徐州下邳。楽進は曹操からの退却命令の使者を城内にとどめおき、書状をしたためた。「ご心配には及びません。秘策がございます故」、と。



 その秘策とは――。

 楽進には考えがあった。


「失礼致します!」


「うむ」

「……楽進様にお目通りを願い出ている方がいらっしゃいますがいかが致しましょうか?」

「うむ、来たか。通せ」


 楽進は客間に人を通した。男は絹織物に身を包み、羽扇で自らを仰ぎながら入室し一礼した。

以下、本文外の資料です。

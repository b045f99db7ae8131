pub mod descriptor;
pub mod manifest;

use std::{fmt, sync::Arc};

pub use descriptor::{RequestDescriptor, RequestHeader, ResponseDescriptor};
pub use manifest::{
    ManifestError, ManifestErrorReason, ManifestField, PluginManifest, TraceConfig, TraceParam,
};

/// Reshapes a captured response for display.
///
/// Implemented for plain closures so plugins can be declared inline.
pub trait ResponseTransformer: Send + Sync {
    fn transform(&self, response: &ResponseDescriptor) -> anyhow::Result<ResponseDescriptor>;
}

impl<F> ResponseTransformer for F
where
    F: Fn(&ResponseDescriptor) -> anyhow::Result<ResponseDescriptor> + Send + Sync,
{
    fn transform(&self, response: &ResponseDescriptor) -> anyhow::Result<ResponseDescriptor> {
        self(response)
    }
}

/// Callback invoked when a plugin enters or leaves a registry.
pub type LifecycleHook = Arc<dyn Fn(&PluginManifest) -> anyhow::Result<()> + Send + Sync>;

/// Everything a registry needs to install one plugin.
#[derive(Clone)]
pub struct PluginDefinition {
    pub manifest: PluginManifest,
    pub transformer: Option<Arc<dyn ResponseTransformer>>,
    pub on_register: Option<LifecycleHook>,
    pub on_unregister: Option<LifecycleHook>,
}

impl PluginDefinition {
    pub fn new(manifest: PluginManifest) -> Self {
        Self {
            manifest,
            transformer: None,
            on_register: None,
            on_unregister: None,
        }
    }

    pub fn with_transformer(mut self, transformer: impl ResponseTransformer + 'static) -> Self {
        self.transformer = Some(Arc::new(transformer));
        self
    }

    pub fn on_register(
        mut self,
        hook: impl Fn(&PluginManifest) -> anyhow::Result<()> + Send + Sync + 'static,
    ) -> Self {
        self.on_register = Some(Arc::new(hook));
        self
    }

    pub fn on_unregister(
        mut self,
        hook: impl Fn(&PluginManifest) -> anyhow::Result<()> + Send + Sync + 'static,
    ) -> Self {
        self.on_unregister = Some(Arc::new(hook));
        self
    }

    pub fn id(&self) -> &str {
        &self.manifest.id
    }
}

impl From<PluginManifest> for PluginDefinition {
    fn from(manifest: PluginManifest) -> Self {
        Self::new(manifest)
    }
}

impl fmt::Debug for PluginDefinition {
    fn fmt(&self, f: &mut fmt::Formatter<'_>) -> fmt::Result {
        f.debug_struct("PluginDefinition")
            .field("manifest", &self.manifest)
            .field("transformer", &self.transformer.is_some())
            .field("on_register", &self.on_register.is_some())
            .field("on_unregister", &self.on_unregister.is_some())
            .finish()
    }
}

「よくいらっしゃいました。朱志才しゅしさい殿。平素は兵糧、武器等のご支援をいただき誠に感謝の言葉もござらん」


「いえ、こちらこそ。我々の商いは丞相あってこそ成立し得るのです。徐州安堵を賜った、そのご恩に報いることができ、私としても嬉しい限りです」


「ところで。楽進殿にお願いがございまして」


「何ですかな、朱志才殿」


「城下での商いをお許し願いたい」


「うむ……」


「こうして県外で調達し、都度兵糧を運び込むには少しばかり危険が伴いましてね。賊による被害も少なからず出ております。これをなんとかしたいわけです。一度に大量に調達した兵糧を城下にて一時保管。商いで在庫を捌きつつ、楽進殿にも都合する……いかがです?悪い話ではないでしょう?」


「実に良い話だが、お受け致しかねるな。安易に兵站線を明かすわけにはいかないからな。……朱志才殿、申し訳ないがその提案は受けかねる」


「兵站線を明かす必要はございません。調達までは私が行いますが、運び込みは楽進殿の手勢にお任せしましょう。その後手前どもは城下に入り、商いを行う……というわけです」


「もうやめよう、朱志才殿」


「はい?」



「腹を割って話しましょう、朱志才殿」


「はっは……承知しました」


「何がお望みです?」


「いやはや参りました。楽進殿には叶わないですね……」


「利権ですよ」


 なんともなしに朱志才は言ってのけた。


「利権?」


 楽進は訝しむ。


「丞相の城下に私の店を展開させる。それも大規模に。いずれは中原全土に、ね」


「私は投資をしているだけなんですよ、楽進殿」


「私は信用せずとも良いのです」


「……む?」


「金を信じてください。金はね――」


「裏切りませんから」


 朱志才は心底楽しげだった。



「籠城への備えも必要だ。わかった……要求を飲もう」


「ありがたき幸せ、早速手配を致します」


 朱志才は一礼し、客間を後にした。


「なあ李典」

「なんです?」

「あの朱志才という男、信用できるか?」


「これまで貧しい者にも芋や米を安く供給してきた篤志家として有名ですからね。一応は信用しても良いのではないでしょうか?」


「そうか、そう思うか?」


「洛陽が焼けた後、徐州に移り住んだと聞きます。怪しい者ではないのでしょう」


「ただ不思議な点がありましてね」


「なんだ?」


「呂布との戦の間、彼らは忽然と姿を消したというのです。そして終わったとみるや、こうして姿を現した」


「戦乱の間、陳留あたりに身を潜めていたのではないか?」


「そうでしょうか?兵糧不足のあの状態であれば呂布軍に高く売れたでしょうに。儲けに聡い男がその商機を逃しますかね?」


「先が読める男なのだろう、きっと。呂布には未来がないと踏んで我々の支配を待っていたと考えるのが自然だ」


「そうでしょうか……そうかもしれませんね」


 李典は頭をよぎる不安を打ち消し、自分を納得させた。「少し疑心暗鬼になっているのかもしれない」、と。



 民は口々に言う。


「物価が下がって助かるわあ」

「ほんまやな、なんとか生きていける。ありがたや朱志様」


 朱志才は細心の注意を払っていた。

 ――気づかれないように。少しずつ、売価を引き下げ、買価を引き上げる。目安としては「城下で最安値」。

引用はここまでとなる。